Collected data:
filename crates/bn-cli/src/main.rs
//! bishnoi - BishNoi account session CLI
//!
//! Drives the session manager from a terminal.
//!
//! # Examples
//!
//! ```bash
//! # Create an account
//! bishnoi register --display-name Asha --email asha@example.com
//!
//! # Log in by username or email
//! bishnoi login asha
//!
//! # Show the stored session
//! bishnoi whoami
//! ```

mod cli;
mod commands;
mod error;
mod logger;
mod output;

#[cfg(test)]
mod tests;

use crate::{
    cli::Cli,
    commands::Commands,
    error::{CliError, Result as CliResult},
};

use bn_auth::{ResourceStream, SessionManager};
use bn_config::{Config, LogLevel};
use bn_core::{Resource, User};

use std::io::{BufRead, Write};
use std::process::ExitCode;

use clap::Parser;
use futures::StreamExt;
use log::info;

#[tokio::main]
async fn main() -> ExitCode {
    let cli = Cli::parse();

    match run(cli).await {
        Ok(code) => code,
        Err(e) => {
            eprintln!("Error: {e}");
            ExitCode::FAILURE
        }
    }
}

async fn run(cli: Cli) -> CliResult<ExitCode> {
    // Load and validate configuration
    let config = Config::load()?;
    config.validate()?;

    let level = cli
        .log_level
        .as_deref()
        .map(LogLevel::parse_lenient)
        .unwrap_or(config.logging.level);

    // Initialize logger (before any other logging)
    logger::initialize(level, config.log_file_path()?, config.logging.colored)?;

    info!("Starting bishnoi v{}", env!("CARGO_PKG_VERSION"));
    config.log_summary();

    // Local reads open the store alone and need no identity credentials.
    match cli.command {
        Commands::Whoami => return whoami(&config),
        Commands::Status => return status(&config),
        _ => {}
    }

    // The provider's identity ends with this process, so there is nothing
    // to reconcile the stored session against at startup.
    let manager = SessionManager::from_config(&config)?;

    let code = match cli.command {
        Commands::Register {
            display_name,
            email,
            password,
        } => {
            let password = read_password(password)?;
            drive(manager.register(&display_name, &email, &password), |user| {
                println!("{}", output::registered(&user));
            })
            .await
        }

        Commands::Login {
            identifier,
            password,
        } => {
            let password = read_password(password)?;
            drive(manager.login(&identifier, &password), |user| {
                println!("{}", output::logged_in(&user));
            })
            .await
        }

        Commands::Logout => {
            drive(manager.logout(), |()| println!("Logged out")).await
        }

        Commands::ResetPassword { identifier } => {
            drive(manager.send_password_reset(&identifier), |()| {
                println!("Password reset email sent");
            })
            .await
        }

        Commands::Whoami | Commands::Status => ExitCode::SUCCESS,
    };

    Ok(code)
}

fn whoami(config: &Config) -> CliResult<ExitCode> {
    let store = SessionManager::open_store(config)?;

    match store.record().map(|record| User::from_session(&record)) {
        Some(user) => {
            println!("{}", output::user_details(&user));
            Ok(ExitCode::SUCCESS)
        }
        None => {
            eprintln!("Not logged in");
            Ok(ExitCode::FAILURE)
        }
    }
}

fn status(config: &Config) -> CliResult<ExitCode> {
    let store = SessionManager::open_store(config)?;
    let user = store.record().map(|record| User::from_session(&record));

    println!("{}", output::status(user.as_ref(), store.dir()));
    Ok(ExitCode::SUCCESS)
}

/// Print progress and map the terminal state to an exit code.
async fn drive<T>(mut states: ResourceStream<'_, T>, on_success: impl FnOnce(T)) -> ExitCode {
    while let Some(state) = states.next().await {
        match state {
            Resource::Loading => eprintln!("Working..."),
            Resource::Success(value) => {
                on_success(value);
                return ExitCode::SUCCESS;
            }
            Resource::Error { message, .. } => {
                eprintln!("Error: {message}");
                return ExitCode::FAILURE;
            }
        }
    }

    ExitCode::FAILURE
}

/// Use the password flag, or read one line from stdin.
fn read_password(flag: Option<String>) -> CliResult<String> {
    if let Some(password) = flag {
        return Ok(password);
    }

    eprint!("Password: ");
    std::io::stderr().flush().map_err(CliError::io)?;

    let mut line = String::new();
    std::io::stdin()
        .lock()
        .read_line(&mut line)
        .map_err(CliError::io)?;

    Ok(line.trim_end_matches(['\r', '\n']).to_string())
}
use crate::backend_config::validate_http_url;
use crate::{ConfigError, ConfigErrorResult, DEFAULT_IDENTITY_TOKEN_URL, DEFAULT_IDENTITY_URL};

use serde::Deserialize;

/// Credential identity provider endpoints.
#[derive(Debug, Clone, Deserialize)]
#[serde(default)]
pub struct IdentityConfig {
    /// Account endpoints (sign-up, sign-in, reset, delete)
    pub base_url: String,
    /// Token refresh endpoint
    pub token_url: String,
    pub api_key: Option<String>,
}

impl Default for IdentityConfig {
    fn default() -> Self {
        Self {
            base_url: String::from(DEFAULT_IDENTITY_URL),
            token_url: String::from(DEFAULT_IDENTITY_TOKEN_URL),
            api_key: None,
        }
    }
}

impl IdentityConfig {
    pub fn validate(&self) -> ConfigErrorResult<()> {
        validate_http_url("identity.base_url", &self.base_url).map_err(ConfigError::identity)?;
        validate_http_url("identity.token_url", &self.token_url).map_err(ConfigError::identity)?;

        if let Some(key) = &self.api_key
            && key.trim().is_empty()
        {
            return Err(ConfigError::identity(
                "identity.api_key cannot be empty when set",
            ));
        }

        Ok(())
    }
}
use crate::{SessionStoreError, SessionStoreResult};

use std::fs;
use std::io::Write;
use std::path::Path;

/// Writes `contents` using the atomic write pattern.
///
/// 1. Writes to temp file (owner-only permissions on unix)
/// 2. Syncs to disk (fsync)
/// 3. Atomic rename to final location
pub(crate) fn write_atomic(final_path: &Path, contents: &[u8]) -> SessionStoreResult<()> {
    let file_name = final_path
        .file_name()
        .map(|name| name.to_string_lossy().into_owned())
        .unwrap_or_default();
    let temp_path = final_path.with_file_name(format!("{file_name}.tmp.{}", std::process::id()));

    stage(&temp_path, |file| file.write_all(contents))
        .map_err(|e| SessionStoreError::file_write(temp_path.clone(), e))?;

    fs::rename(&temp_path, final_path).map_err(|e| {
        let _ = fs::remove_file(&temp_path);
        SessionStoreError::atomic_rename(temp_path.clone(), final_path.to_path_buf(), e)
    })
}

/// Creates `temp_path`, fills it and syncs it. On any failure the partial
/// file is removed before the error is returned.
pub(crate) fn stage(
    temp_path: &Path,
    fill: impl FnOnce(&mut fs::File) -> std::io::Result<()>,
) -> std::io::Result<()> {
    let mut file = create_private(temp_path)?;

    let written = fill(&mut file).and_then(|()| file.sync_all());
    drop(file);

    if written.is_err() {
        let _ = fs::remove_file(temp_path);
    }
    written
}

/// Removes a file, treating "already gone" as success.
pub(crate) fn remove_if_exists(path: &Path) -> std::io::Result<()> {
    match fs::remove_file(path) {
        Err(e) if e.kind() != std::io::ErrorKind::NotFound => Err(e),
        _ => Ok(()),
    }
}

#[cfg(unix)]
fn create_private(path: &Path) -> std::io::Result<fs::File> {
    use std::os::unix::fs::OpenOptionsExt;

    fs::OpenOptions::new()
        .write(true)
        .create(true)
        .truncate(true)
        .mode(0o600)
        .open(path)
}

#[cfg(not(unix))]
fn create_private(path: &Path) -> std::io::Result<fs::File> {
    fs::File::create(path)
}
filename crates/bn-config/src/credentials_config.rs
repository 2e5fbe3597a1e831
use crate::{
    ConfigError, ConfigErrorResult, DEFAULT_MIN_PASSWORD_LENGTH, MAX_MIN_PASSWORD_LENGTH,
    MIN_MIN_PASSWORD_LENGTH,
};

use serde::Deserialize;

#[derive(Debug, Clone, Deserialize)]
#[serde(default)]
pub struct CredentialsConfig {
    pub min_password_length: usize,
}

impl Default for CredentialsConfig {
    fn default() -> Self {
        Self {
            min_password_length: DEFAULT_MIN_PASSWORD_LENGTH,
        }
    }
}

impl CredentialsConfig {
    pub fn validate(&self) -> ConfigErrorResult<()> {
        if !(MIN_MIN_PASSWORD_LENGTH..=MAX_MIN_PASSWORD_LENGTH).contains(&self.min_password_length)
        {
            return Err(ConfigError::credentials(format!(
                "credentials.min_password_length must be {}-{}, got {}",
                MIN_MIN_PASSWORD_LENGTH, MAX_MIN_PASSWORD_LENGTH, self.min_password_length
            )));
        }

        Ok(())
    }
}
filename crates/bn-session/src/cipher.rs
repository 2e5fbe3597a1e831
//! Authenticated encryption of the session payload.
//!
//! Layout at rest: `version (1 byte) || nonce (12 bytes) || ciphertext`.

use crate::{SessionStoreError, SessionStoreResult};

use std::path::Path;

use chacha20poly1305::{
    ChaCha20Poly1305, Key, Nonce,
    aead::{Aead, KeyInit, Payload},
};
use rand::RngCore;

pub(crate) const KEY_LEN: usize = 32;
const NONCE_LEN: usize = 12;
const FORMAT_VERSION: u8 = 1;

pub(crate) type KeyMaterial = [u8; KEY_LEN];

pub(crate) fn generate_key() -> KeyMaterial {
    let mut key = [0u8; KEY_LEN];
    rand::rng().fill_bytes(&mut key);
    key
}

/// Parses raw key file contents.
pub(crate) fn key_from_bytes(path: &Path, bytes: &[u8]) -> SessionStoreResult<KeyMaterial> {
    bytes.try_into().map_err(|_| {
        SessionStoreError::corrupted(
            path.to_path_buf(),
            format!("key material is {} bytes, expected {KEY_LEN}", bytes.len()),
        )
    })
}

pub(crate) fn seal(key: &KeyMaterial, aad: &[u8], plaintext: &[u8]) -> SessionStoreResult<Vec<u8>> {
    let cipher = ChaCha20Poly1305::new(Key::from_slice(key));

    let mut nonce_bytes = [0u8; NONCE_LEN];
    rand::rng().fill_bytes(&mut nonce_bytes);

    let ciphertext = cipher
        .encrypt(
            Nonce::from_slice(&nonce_bytes),
            Payload {
                msg: plaintext,
                aad,
            },
        )
        .map_err(|e| SessionStoreError::encryption(e.to_string()))?;

    let mut sealed = Vec::with_capacity(1 + NONCE_LEN + ciphertext.len());
    sealed.push(FORMAT_VERSION);
    sealed.extend_from_slice(&nonce_bytes);
    sealed.extend_from_slice(&ciphertext);
    Ok(sealed)
}

/// Decrypts a sealed payload. Every failure is reported as corruption of `path`.
pub(crate) fn open(
    key: &KeyMaterial,
    aad: &[u8],
    sealed: &[u8],
    path: &Path,
) -> SessionStoreResult<Vec<u8>> {
    let Some((&version, rest)) = sealed.split_first() else {
        return Err(SessionStoreError::corrupted(path.to_path_buf(), "empty payload"));
    };

    if version != FORMAT_VERSION {
        return Err(SessionStoreError::corrupted(
            path.to_path_buf(),
            format!("unknown format version {version}"),
        ));
    }

    if rest.len() < NONCE_LEN {
        return Err(SessionStoreError::corrupted(
            path.to_path_buf(),
            "payload shorter than nonce",
        ));
    }

    let (nonce_bytes, ciphertext) = rest.split_at(NONCE_LEN);
    let cipher = ChaCha20Poly1305::new(Key::from_slice(key));

    cipher
        .decrypt(
            Nonce::from_slice(nonce_bytes),
            Payload {
                msg: ciphertext,
                aad,
            },
        )
        .map_err(|_| {
            SessionStoreError::corrupted(path.to_path_buf(), "payload failed authentication")
        })
}
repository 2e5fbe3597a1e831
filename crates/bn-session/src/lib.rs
//! Encrypted-at-rest persistence of the signed-in user's session record.
//!
//! The store never surfaces failures to callers: unreadable or corrupted
//! state reads as "no session", and corrupted key material is wiped and
//! replaced transparently.

pub(crate) mod cipher;
pub mod error;
pub(crate) mod file_io;
pub mod session_key;
pub mod session_store;
pub(crate) mod stored_session;

pub use error::{Result as SessionStoreResult, SessionStoreError};
pub use session_key::SessionKey;
pub use session_store::SessionStore;

#[cfg(test)]
mod tests;
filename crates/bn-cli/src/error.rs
use bn_auth::AuthError;
use bn_config::ConfigError;

use std::panic::Location;

use error_location::ErrorLocation;
use thiserror::Error;

#[derive(Error, Debug)]
pub enum CliError {
    #[error("Configuration error: {source} {location}")]
    Config {
        #[source]
        source: ConfigError,
        location: ErrorLocation,
    },

    #[error("{source}")]
    Auth {
        #[source]
        source: AuthError,
        location: ErrorLocation,
    },

    #[error("Logger error: {message} {location}")]
    Logger {
        message: String,
        location: ErrorLocation,
    },

    #[error("I/O error: {source} {location}")]
    Io {
        #[source]
        source: std::io::Error,
        location: ErrorLocation,
    },
}

impl CliError {
    #[track_caller]
    pub fn logger(message: impl Into<String>) -> Self {
        Self::Logger {
            message: message.into(),
            location: ErrorLocation::from(Location::caller()),
        }
    }

    #[track_caller]
    pub fn io(source: std::io::Error) -> Self {
        Self::Io {
            source,
            location: ErrorLocation::from(Location::caller()),
        }
    }
}

impl From<ConfigError> for CliError {
    #[track_caller]
    fn from(source: ConfigError) -> Self {
        Self::Config {
            source,
            location: ErrorLocation::from(Location::caller()),
        }
    }
}

impl From<AuthError> for CliError {
    #[track_caller]
    fn from(source: AuthError) -> Self {
        Self::Auth {
            source,
            location: ErrorLocation::from(Location::caller()),
        }
    }
}

pub type Result<T> = std::result::Result<T, CliError>;
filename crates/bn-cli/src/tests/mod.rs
mod cli;
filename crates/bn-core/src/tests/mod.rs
mod models;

### Task
Output exactly the leading lines of the data, up to and including the line marked by "let config = Config::load()?;".

### Exercise result
filename crates/bn-cli/src/main.rs
//! bishnoi - BishNoi account session CLI
//!
//! Drives the session manager from a terminal.
//!
//! # Examples
//!
//! ```bash
//! # Create an account
//! bishnoi register --display-name Asha --email asha@example.com
//!
//! # Log in by username or email
//! bishnoi login asha
//!
//! # Show the stored session
//! bishnoi whoami
//! ```

mod cli;
mod commands;
mod error;
mod logger;
mod output;

#[cfg(test)]
mod tests;

use crate::{
    cli::Cli,
    commands::Commands,
    error::{CliError, Result as CliResult},
};

use bn_auth::{ResourceStream, SessionManager};
use bn_config::{Config, LogLevel};
use bn_core::{Resource, User};

use std::io::{BufRead, Write};
use std::process::ExitCode;

use clap::Parser;
use futures::StreamExt;
use log::info;

#[tokio::main]
async fn main() -> ExitCode {
    let cli = Cli::parse();

    match run(cli).await {
        Ok(code) => code,
        Err(e) => {
            eprintln!("Error: {e}");
            ExitCode::FAILURE
        }
    }
}

async fn run(cli: Cli) -> CliResult<ExitCode> {
    // Load and validate configuration
    let config = Config::load()?;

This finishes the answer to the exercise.